Stored items:
*****
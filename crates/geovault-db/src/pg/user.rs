//! PostgreSQL user repository implementation

use async_trait::async_trait;
use geovault_types::UserId;
use sqlx::PgPool;

use crate::error::{DbError, DbResult};
use crate::models::UserRow;
use crate::repo::{CreateUser, UserRepository};

/// PostgreSQL user repository
#[derive(Clone)]
pub struct PgUserRepository {
    pool: PgPool,
}

impl PgUserRepository {
    /// Create a new user repository
    pub fn new(pool: PgPool) -> Self {
        Self { pool }
    }
}

#[async_trait]
impl UserRepository for PgUserRepository {
    async fn find_by_id(&self, id: UserId) -> DbResult<Option<UserRow>> {
        let user = sqlx::query_as::<_, UserRow>(
            r#"
            SELECT id, email, password_hash, created_at
            FROM users
            WHERE id = $1
            "#,
        )
        .bind(id.0)
        .fetch_optional(&self.pool)
        .await?;

        Ok(user)
    }

    async fn find_by_email(&self, email: &str) -> DbResult<Option<UserRow>> {
        let user = sqlx::query_as::<_, UserRow>(
            r#"
            SELECT id, email, password_hash, created_at
            FROM users
            WHERE email = $1
            "#,
        )
        .bind(email)
        .fetch_optional(&self.pool)
        .await?;

        Ok(user)
    }

    async fn create(&self, user: CreateUser) -> DbResult<UserRow> {
        let row = sqlx::query_as::<_, UserRow>(
            r#"
            INSERT INTO users (email, password_hash, created_at)
            VALUES ($1, $2, NOW())
            RETURNING id, email, password_hash, created_at
            "#,
        )
        .bind(&user.email)
        .bind(&user.password_hash)
        .fetch_one(&self.pool)
        .await?;

        Ok(row)
    }

    async fn update_password_hash(&self, id: UserId, password_hash: &str) -> DbResult<()> {
        let result = sqlx::query("UPDATE users SET password_hash = $1 WHERE id = $2")
            .bind(password_hash)
            .bind(id.0)
            .execute(&self.pool)
            .await?;

        if result.rows_affected() == 0 {
            return Err(DbError::NotFound);
        }

        Ok(())
    }

    async fn delete(&self, id: UserId) -> DbResult<bool> {
        // datasets, analysis_runs and places go with the user via ON DELETE CASCADE,
        // inside this single statement
        let result = sqlx::query("DELETE FROM users WHERE id = $1")
            .bind(id.0)
            .execute(&self.pool)
            .await?;

        Ok(result.rows_affected() > 0)
    }
}
//! Common test utilities for geovault-auth-core integration tests

pub mod mock_repos;

#[allow(unused_imports)]
pub use mock_repos::MockStore;

use geovault_auth_core::{AuthConfig, PasswordConfig};

#[allow(dead_code)]
pub const TEST_SECRET: &str = "integration-test-secret-key-0123456789";

/// Config with cheap hashing parameters so tests stay fast
#[allow(dead_code)]
pub fn test_config() -> AuthConfig {
    AuthConfig::try_new(TEST_SECRET, "HS256")
        .unwrap()
        .with_password_config(fast_password_config())
}

#[allow(dead_code)]
pub fn fast_password_config() -> PasswordConfig {
    PasswordConfig {
        memory_kib: 1024,
        iterations: 1,
        parallelism: 1,
    }
}
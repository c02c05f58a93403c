//! Configuration types for auth service

use jsonwebtoken::Algorithm;
use std::time::Duration;

use crate::{AuthError, SecretKey};

/// Default token lifetime
pub const DEFAULT_ACCESS_TOKEN_EXPIRES: Duration = Duration::from_secs(60 * 60);

/// Auth service configuration
#[derive(Debug, Clone)]
pub struct AuthConfig {
    /// Shared HMAC secret used to sign and verify tokens
    pub secret_key: SecretKey,
    /// Token signing algorithm (HMAC family only)
    pub jwt_algorithm: Algorithm,
    /// Default token lifetime
    pub access_token_expires: Duration,
    /// Grace window past `exp` during which a token is still accepted
    pub leeway: Duration,
    /// Password hashing cost parameters
    pub password: PasswordConfig,
}

impl AuthConfig {
    /// Create a config with HS256, a one hour ttl and no leeway
    pub fn new(secret_key: SecretKey) -> Self {
        Self {
            secret_key,
            jwt_algorithm: Algorithm::HS256,
            access_token_expires: DEFAULT_ACCESS_TOKEN_EXPIRES,
            leeway: Duration::ZERO,
            password: PasswordConfig::default(),
        }
    }

    /// Create a config from a raw secret and an algorithm name such as `HS256`
    pub fn try_new(secret: impl AsRef<[u8]>, algorithm: &str) -> Result<Self, AuthError> {
        let mut config = Self::new(SecretKey::new(secret)?);
        config.jwt_algorithm = parse_algorithm(algorithm)?;
        Ok(config)
    }

    /// Set default token lifetime
    pub fn with_access_token_expires(mut self, ttl: Duration) -> Self {
        self.access_token_expires = ttl;
        self
    }

    /// Set expiry leeway
    pub fn with_leeway(mut self, leeway: Duration) -> Self {
        self.leeway = leeway;
        self
    }

    /// Set password hashing parameters
    pub fn with_password_config(mut self, password: PasswordConfig) -> Self {
        self.password = password;
        self
    }
}

/// Parse a signing algorithm name, accepting only symmetric HMAC algorithms
pub fn parse_algorithm(name: &str) -> Result<Algorithm, AuthError> {
    let algorithm: Algorithm = name
        .trim()
        .parse()
        .map_err(|_| AuthError::Configuration(format!("unknown JWT algorithm: {name}")))?;
    ensure_hmac(algorithm)?;
    Ok(algorithm)
}

pub(crate) fn ensure_hmac(algorithm: Algorithm) -> Result<(), AuthError> {
    match algorithm {
        Algorithm::HS256 | Algorithm::HS384 | Algorithm::HS512 => Ok(()),
        other => Err(AuthError::Configuration(format!(
            "JWT algorithm {other:?} needs an asymmetric key; only HS256, HS384 and HS512 are supported"
        ))),
    }
}

/// Argon2id cost parameters
#[derive(Debug, Clone, Copy, PartialEq, Eq)]
pub struct PasswordConfig {
    /// Memory cost in KiB
    pub memory_kib: u32,
    /// Number of passes
    pub iterations: u32,
    /// Degree of parallelism
    pub parallelism: u32,
}

impl Default for PasswordConfig {
    fn default() -> Self {
        Self {
            memory_kib: argon2::Params::DEFAULT_M_COST,
            iterations: argon2::Params::DEFAULT_T_COST,
            parallelism: argon2::Params::DEFAULT_P_COST,
        }
    }
}
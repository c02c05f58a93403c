//! Auth service - ties together password hashing, tokens and the user store

use geovault_db::{CreateUser, UserRepository, UserRow};
use geovault_types::{normalize_email, AccessToken, Subject, UserId};
use std::sync::Arc;

use crate::{AuthConfig, AuthError, Clock, PasswordHasher, SystemClock, TokenService};

/// Authentication service
///
/// Provides a unified interface for:
/// - Account registration with hashed credentials
/// - Login, exchanging credentials for a bearer token
/// - Resolving a bearer token back to its user
pub struct AuthService<U: UserRepository> {
    hasher: PasswordHasher,
    tokens: TokenService,
    user_repo: Arc<U>,
}

impl<U: UserRepository> AuthService<U> {
    /// Create a new auth service using the system clock
    pub fn new(config: &AuthConfig, user_repo: Arc<U>) -> Result<Self, AuthError> {
        Self::with_clock(config, user_repo, Arc::new(SystemClock))
    }

    /// Create a new auth service with an explicit time source
    pub fn with_clock(
        config: &AuthConfig,
        user_repo: Arc<U>,
        clock: Arc<dyn Clock>,
    ) -> Result<Self, AuthError> {
        Ok(Self {
            hasher: PasswordHasher::new(config.password)?,
            tokens: TokenService::new(config, clock)?,
            user_repo,
        })
    }

    pub fn hasher(&self) -> &PasswordHasher {
        &self.hasher
    }

    pub fn tokens(&self) -> &TokenService {
        &self.tokens
    }

    // =========================================================================
    // Credentials
    // =========================================================================

    /// Register a new account.
    ///
    /// A duplicate email surfaces as [`AuthError::Constraint`].
    pub async fn register(&self, email: &str, password: &str) -> Result<UserRow, AuthError> {
        let email = normalize_email(email);
        let password_hash = self.hasher.hash(password)?;

        let user = self
            .user_repo
            .create(CreateUser {
                email,
                password_hash,
            })
            .await?;

        tracing::info!(user_id = user.id, "Registered user");
        Ok(user)
    }

    /// Exchange email and password for an access token
    pub async fn login(&self, email: &str, password: &str) -> Result<AccessToken, AuthError> {
        let email = normalize_email(email);

        let Some(user) = self.user_repo.find_by_email(&email).await? else {
            self.hasher.verify_dummy(password);
            tracing::warn!("Login failed: invalid credentials");
            return Err(AuthError::InvalidCredentials);
        };

        if !self.hasher.verify(password, &user.password_hash) {
            tracing::warn!(user_id = user.id, "Login failed: invalid credentials");
            return Err(AuthError::InvalidCredentials);
        }

        if self.hasher.needs_rehash(&user.password_hash) {
            self.upgrade_hash(&user, password).await;
        }

        let issued = self.tokens.issue(&Subject::from(user.user_id()))?;
        tracing::debug!(user_id = user.id, expires_at = %issued.expires_at, "Issued access token");
        Ok(issued.into_access_token())
    }

    /// Resolve a bearer token to the user it was issued for
    pub async fn authenticate(&self, token: &str) -> Result<UserRow, AuthError> {
        let subject = self.tokens.verify(token)?;

        let user_id = subject.user_id().ok_or_else(|| {
            tracing::debug!(subject = %subject, "Token subject is not a user id");
            AuthError::TokenInvalid
        })?;

        self.user_repo.find_by_id(user_id).await?.ok_or_else(|| {
            tracing::debug!(%user_id, "Token subject no longer exists");
            AuthError::TokenInvalid
        })
    }

    // =========================================================================
    // User Management
    // =========================================================================

    /// Delete a user and everything it owns.
    ///
    /// Returns `false` if there was no such user.
    pub async fn delete_user(&self, user_id: UserId) -> Result<bool, AuthError> {
        let deleted = self.user_repo.delete(user_id).await?;
        if deleted {
            tracing::info!(%user_id, "Deleted user and owned resources");
        } else {
            tracing::info!(%user_id, "No user to delete");
        }
        Ok(deleted)
    }

    /// Replace a stale hash after a successful login; failures only cost the upgrade
    async fn upgrade_hash(&self, user: &UserRow, password: &str) {
        let result = match self.hasher.hash(password) {
            Ok(hash) => self
                .user_repo
                .update_password_hash(user.user_id(), &hash)
                .await
                .map_err(AuthError::from),
            Err(e) => Err(e),
        };
        match result {
            Ok(()) => tracing::info!(user_id = user.id, "Upgraded password hash"),
            Err(e) => tracing::warn!(user_id = user.id, "Password hash upgrade failed: {}", e),
        }
    }
}

impl<U: UserRepository> std::fmt::Debug for AuthService<U> {
    fn fmt(&self, f: &mut std::fmt::Formatter<'_>) -> std::fmt::Result {
        f.debug_struct("AuthService")
            .field("hasher", &self.hasher)
            .field("tokens", &self.tokens)
            .finish_non_exhaustive()
    }
}
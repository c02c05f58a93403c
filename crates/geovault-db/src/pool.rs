//! Database connection pool

use sqlx::postgres::PgPoolOptions;
use sqlx::PgPool;
use std::time::Duration;

/// Database connection pool type alias
pub type DbPool = PgPool;

/// Connection pool tuning
#[derive(Debug, Clone)]
pub struct PoolOptions {
    pub max_connections: u32,
    pub acquire_timeout: Duration,
}

impl Default for PoolOptions {
    fn default() -> Self {
        Self {
            max_connections: 10,
            acquire_timeout: Duration::from_secs(5),
        }
    }
}

/// Create a new database connection pool
pub async fn create_pool(database_url: &str) -> Result<DbPool, sqlx::Error> {
    create_pool_with_options(database_url, &PoolOptions::default()).await
}

/// Create a connection pool with explicit options
pub async fn create_pool_with_options(
    database_url: &str,
    options: &PoolOptions,
) -> Result<DbPool, sqlx::Error> {
    PgPoolOptions::new()
        .max_connections(options.max_connections)
        .acquire_timeout(options.acquire_timeout)
        .connect(database_url)
        .await
}
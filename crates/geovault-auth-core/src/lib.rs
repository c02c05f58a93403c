//! Geovault Auth Core - Authentication business logic
//!
//! Password hashing, signed bearer tokens and the service that ties both
//! to the user repository.

pub mod clock;
pub mod config;
pub mod error;
pub mod password;
pub mod secret;
pub mod service;
pub mod token;

pub use clock::*;
pub use config::*;
pub use error::*;
pub use password::*;
pub use secret::*;
pub use service::*;
pub use token::*;
//! Database row models
//!
//! These types map directly to database rows using SQLx's FromRow derive.

use chrono::{DateTime, Utc};
use geovault_types::{AnalysisRunId, BoundingBox, DatasetId, PlaceId, PlaceTags, UserId};
use sqlx::types::Json;
use sqlx::FromRow;

/// User row from the database
#[derive(Clone, FromRow)]
pub struct UserRow {
    pub id: i32,
    pub email: String,
    pub password_hash: String,
    pub created_at: DateTime<Utc>,
}

/// Dataset row from the database
#[derive(Debug, Clone, FromRow)]
pub struct DatasetRow {
    pub id: i32,
    pub user_id: i32,
    pub filename: String,
    pub file_type: String,
    /// Opaque handle understood by the storage collaborator
    pub storage_path: String,
    pub n_points: i32,
    pub bbox_json: String,
    pub created_at: DateTime<Utc>,
}

/// Analysis run row from the database
#[derive(Debug, Clone, FromRow)]
pub struct AnalysisRunRow {
    pub id: i32,
    pub dataset_id: i32,
    pub user_id: i32,
    pub params_json: String,
    pub result_json: String,
    pub created_at: DateTime<Utc>,
}

/// Place row from the database
#[derive(Debug, Clone, FromRow)]
pub struct PlaceRow {
    pub id: String,
    pub user_id: i32,
    pub name: Option<String>,
    pub category: Option<String>,
    pub lat: f64,
    pub lon: f64,
    pub notes: Option<String>,
    pub tags: Option<Json<PlaceTags>>,
    pub created_at: DateTime<Utc>,
}

// Conversion implementations from Row types to geovault-types domain types
impl UserRow {
    /// Convert to domain UserId
    pub fn user_id(&self) -> UserId {
        UserId(self.id)
    }
}

impl std::fmt::Debug for UserRow {
    fn fmt(&self, f: &mut std::fmt::Formatter<'_>) -> std::fmt::Result {
        f.debug_struct("UserRow")
            .field("id", &self.id)
            .field("email", &self.email)
            .field("created_at", &self.created_at)
            .finish_non_exhaustive()
    }
}

impl DatasetRow {
    /// Convert to domain DatasetId
    pub fn dataset_id(&self) -> DatasetId {
        DatasetId(self.id)
    }

    /// Convert to domain UserId
    pub fn user_id(&self) -> UserId {
        UserId(self.user_id)
    }

    /// Decode the stored bounding box
    pub fn bbox(&self) -> Result<BoundingBox, serde_json::Error> {
        serde_json::from_str(&self.bbox_json)
    }
}

impl AnalysisRunRow {
    /// Convert to domain AnalysisRunId
    pub fn analysis_run_id(&self) -> AnalysisRunId {
        AnalysisRunId(self.id)
    }

    /// Convert to domain DatasetId
    pub fn dataset_id(&self) -> DatasetId {
        DatasetId(self.dataset_id)
    }

    /// Convert to domain UserId
    pub fn user_id(&self) -> UserId {
        UserId(self.user_id)
    }

    pub fn params(&self) -> Result<serde_json::Value, serde_json::Error> {
        serde_json::from_str(&self.params_json)
    }

    pub fn result(&self) -> Result<serde_json::Value, serde_json::Error> {
        serde_json::from_str(&self.result_json)
    }
}

impl PlaceRow {
    /// Convert to domain PlaceId (`None` if the stored key is not a valid ID)
    pub fn place_id(&self) -> Option<PlaceId> {
        PlaceId::new(self.id.as_str()).ok()
    }

    /// Convert to domain UserId
    pub fn user_id(&self) -> UserId {
        UserId(self.user_id)
    }

    /// Tags attached to the place, empty when none were stored
    pub fn tags(&self) -> PlaceTags {
        self.tags.as_ref().map(|t| t.0.clone()).unwrap_or_default()
    }
}

#[cfg(test)]
mod tests {
    use super::*;

    #[test]
    fn test_user_row_debug_hides_password_hash() {
        let row = UserRow {
            id: 1,
            email: "a@example.com".to_string(),
            password_hash: "$argon2id$v=19$secret".to_string(),
            created_at: Utc::now(),
        };
        let debug = format!("{row:?}");
        assert!(debug.contains("a@example.com"));
        assert!(!debug.contains("argon2id"));
    }

    #[test]
    fn test_dataset_bbox_decodes() {
        let row = DatasetRow {
            id: 3,
            user_id: 1,
            filename: "points.geojson".to_string(),
            file_type: "geojson".to_string(),
            storage_path: "uploads/1/points.geojson".to_string(),
            n_points: 2,
            bbox_json: r#"{"min_lon":-1.0,"min_lat":50.0,"max_lon":1.0,"max_lat":52.0}"#.to_string(),
            created_at: Utc::now(),
        };
        let bbox = row.bbox().unwrap();
        assert!(bbox.contains(51.0, 0.0));
        assert_eq!(row.dataset_id(), DatasetId(3));
    }

    #[test]
    fn test_place_tags_default_empty() {
        let row = PlaceRow {
            id: "p-1".to_string(),
            user_id: 1,
            name: None,
            category: None,
            lat: 0.0,
            lon: 0.0,
            notes: None,
            tags: None,
            created_at: Utc::now(),
        };
        assert!(row.tags().is_empty());
        assert_eq!(row.place_id().unwrap().as_str(), "p-1");
    }
}
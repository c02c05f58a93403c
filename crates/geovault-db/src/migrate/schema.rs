//! Schema operations and their SQL rendering
//!
//! Migrations describe schema changes as [`SchemaOp`] values; the
//! interpreter renders them per [`Dialect`] right before execution.

/// SQL dialect a schema operation is rendered for
#[derive(Debug, Clone, Copy, PartialEq, Eq)]
pub enum Dialect {
    Postgres,
    Sqlite,
}

/// Portable column types
#[derive(Debug, Clone, Copy, PartialEq, Eq)]
pub enum ColumnType {
    /// Auto-assigned integer surrogate key
    Serial,
    Integer,
    Varchar(u32),
    Text,
    Double,
    Json,
    /// UTC timestamp
    Timestamp,
}

impl ColumnType {
    fn render(self, dialect: Dialect) -> String {
        match (self, dialect) {
            (Self::Serial, Dialect::Postgres) => "SERIAL".to_string(),
            // INTEGER under a single-column PRIMARY KEY aliases the SQLite rowid
            (Self::Serial, Dialect::Sqlite) | (Self::Integer, _) => "INTEGER".to_string(),
            (Self::Varchar(len), _) => format!("VARCHAR({len})"),
            (Self::Text, _) => "TEXT".to_string(),
            (Self::Double, Dialect::Postgres) => "DOUBLE PRECISION".to_string(),
            (Self::Double, Dialect::Sqlite) => "REAL".to_string(),
            (Self::Json, Dialect::Postgres) => "JSONB".to_string(),
            (Self::Timestamp, Dialect::Postgres) => "TIMESTAMPTZ".to_string(),
            (Self::Json | Self::Timestamp, Dialect::Sqlite) => "TEXT".to_string(),
        }
    }
}

/// Column definition
#[derive(Debug, Clone, PartialEq, Eq)]
pub struct Column {
    pub name: &'static str,
    pub ty: ColumnType,
    pub nullable: bool,
}

/// Single-column foreign key; referencing rows go with the referenced row
#[derive(Debug, Clone, PartialEq, Eq)]
pub struct ForeignKey {
    pub column: &'static str,
    pub ref_table: &'static str,
    pub ref_column: &'static str,
}

impl ForeignKey {
    /// Foreign key whose rows are deleted with the referenced row
    pub fn cascade(column: &'static str, ref_table: &'static str, ref_column: &'static str) -> Self {
        Self {
            column,
            ref_table,
            ref_column,
        }
    }
}

/// Table definition
#[derive(Debug, Clone, PartialEq, Eq)]
pub struct Table {
    pub name: &'static str,
    pub columns: Vec<Column>,
    pub primary_key: Vec<&'static str>,
    pub foreign_keys: Vec<ForeignKey>,
}

impl Table {
    pub fn new(name: &'static str) -> Self {
        Self {
            name,
            columns: Vec::new(),
            primary_key: Vec::new(),
            foreign_keys: Vec::new(),
        }
    }

    /// Add a NOT NULL column
    pub fn column(mut self, name: &'static str, ty: ColumnType) -> Self {
        self.columns.push(Column {
            name,
            ty,
            nullable: false,
        });
        self
    }

    /// Add a nullable column
    pub fn nullable_column(mut self, name: &'static str, ty: ColumnType) -> Self {
        self.columns.push(Column {
            name,
            ty,
            nullable: true,
        });
        self
    }

    pub fn primary_key(mut self, columns: &[&'static str]) -> Self {
        self.primary_key = columns.to_vec();
        self
    }

    pub fn foreign_key(mut self, fk: ForeignKey) -> Self {
        self.foreign_keys.push(fk);
        self
    }
}

/// Index definition
#[derive(Debug, Clone, PartialEq, Eq)]
pub struct Index {
    pub name: &'static str,
    pub table: &'static str,
    pub columns: Vec<&'static str>,
    pub unique: bool,
}

impl Index {
    pub fn new(name: &'static str, table: &'static str, columns: &[&'static str]) -> Self {
        Self {
            name,
            table,
            columns: columns.to_vec(),
            unique: false,
        }
    }

    pub fn unique(name: &'static str, table: &'static str, columns: &[&'static str]) -> Self {
        Self {
            unique: true,
            ..Self::new(name, table, columns)
        }
    }
}

/// One structural schema change
#[derive(Debug, Clone, PartialEq, Eq)]
pub enum SchemaOp {
    CreateTable(Table),
    DropTable(&'static str),
    CreateIndex(Index),
    DropIndex {
        name: &'static str,
        table: &'static str,
    },
}

impl SchemaOp {
    /// The operation undoing this one.
    ///
    /// `None` for drops: the dropped definition is not recoverable from the op.
    pub fn inverse(&self) -> Option<SchemaOp> {
        match self {
            Self::CreateTable(table) => Some(Self::DropTable(table.name)),
            Self::CreateIndex(index) => Some(Self::DropIndex {
                name: index.name,
                table: index.table,
            }),
            Self::DropTable(_) | Self::DropIndex { .. } => None,
        }
    }

    /// Render the operation as a single SQL statement
    pub fn to_sql(&self, dialect: Dialect) -> String {
        match self {
            Self::CreateTable(table) => render_create_table(table, dialect),
            Self::DropTable(name) => format!("DROP TABLE {name}"),
            Self::CreateIndex(index) => format!(
                "CREATE {}INDEX {} ON {} ({})",
                if index.unique { "UNIQUE " } else { "" },
                index.name,
                index.table,
                index.columns.join(", ")
            ),
            Self::DropIndex { name, .. } => format!("DROP INDEX {name}"),
        }
    }
}

fn render_create_table(table: &Table, dialect: Dialect) -> String {
    let mut parts: Vec<String> = table
        .columns
        .iter()
        .map(|c| {
            format!(
                "{} {}{}",
                c.name,
                c.ty.render(dialect),
                if c.nullable { "" } else { " NOT NULL" }
            )
        })
        .collect();

    if !table.primary_key.is_empty() {
        parts.push(format!("PRIMARY KEY ({})", table.primary_key.join(", ")));
    }

    for fk in &table.foreign_keys {
        parts.push(format!(
            "FOREIGN KEY ({}) REFERENCES {} ({}) ON DELETE CASCADE",
            fk.column, fk.ref_table, fk.ref_column
        ));
    }

    format!("CREATE TABLE {} (\n    {}\n)", table.name, parts.join(",\n    "))
}

#[cfg(test)]
mod tests {
    use super::*;

    fn users() -> Table {
        Table::new("users")
            .column("id", ColumnType::Serial)
            .column("email", ColumnType::Varchar(255))
            .nullable_column("nickname", ColumnType::Text)
            .primary_key(&["id"])
    }

    #[test]
    fn test_create_table_postgres() {
        let sql = SchemaOp::CreateTable(users()).to_sql(Dialect::Postgres);
        assert_eq!(
            sql,
            "CREATE TABLE users (\n    id SERIAL NOT NULL,\n    email VARCHAR(255) NOT NULL,\n    nickname TEXT,\n    PRIMARY KEY (id)\n)"
        );
    }

    #[test]
    fn test_create_table_sqlite_uses_rowid_integer() {
        let sql = SchemaOp::CreateTable(users()).to_sql(Dialect::Sqlite);
        assert!(sql.contains("id INTEGER NOT NULL"));
    }

    #[test]
    fn test_foreign_key_rendering() {
        let table = Table::new("datasets")
            .column("id", ColumnType::Serial)
            .column("user_id", ColumnType::Integer)
            .primary_key(&["id"])
            .foreign_key(ForeignKey::cascade("user_id", "users", "id"));
        let sql = SchemaOp::CreateTable(table).to_sql(Dialect::Postgres);
        assert!(sql.contains("FOREIGN KEY (user_id) REFERENCES users (id) ON DELETE CASCADE"));
    }

    #[test]
    fn test_index_rendering() {
        let unique = SchemaOp::CreateIndex(Index::unique("ix_users_email", "users", &["email"]));
        assert_eq!(
            unique.to_sql(Dialect::Sqlite),
            "CREATE UNIQUE INDEX ix_users_email ON users (email)"
        );
        let plain = SchemaOp::CreateIndex(Index::new("ix_users_id", "users", &["id"]));
        assert_eq!(plain.to_sql(Dialect::Postgres), "CREATE INDEX ix_users_id ON users (id)");
    }

    #[test]
    fn test_inverse() {
        let create = SchemaOp::CreateTable(users());
        assert_eq!(create.inverse(), Some(SchemaOp::DropTable("users")));
        assert_eq!(SchemaOp::DropTable("users").inverse(), None);
    }

    #[test]
    fn test_type_rendering_per_dialect() {
        assert_eq!(ColumnType::Json.render(Dialect::Postgres), "JSONB");
        assert_eq!(ColumnType::Json.render(Dialect::Sqlite), "TEXT");
        assert_eq!(ColumnType::Double.render(Dialect::Postgres), "DOUBLE PRECISION");
        assert_eq!(ColumnType::Timestamp.render(Dialect::Postgres), "TIMESTAMPTZ");
    }
}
*****
PROBLEM DETAILS: Reading through the records above, report each line in which the string "DatasetRow" is found.

RESPONSE:
pub struct DatasetRow {
impl DatasetRow {
        let row = DatasetRow {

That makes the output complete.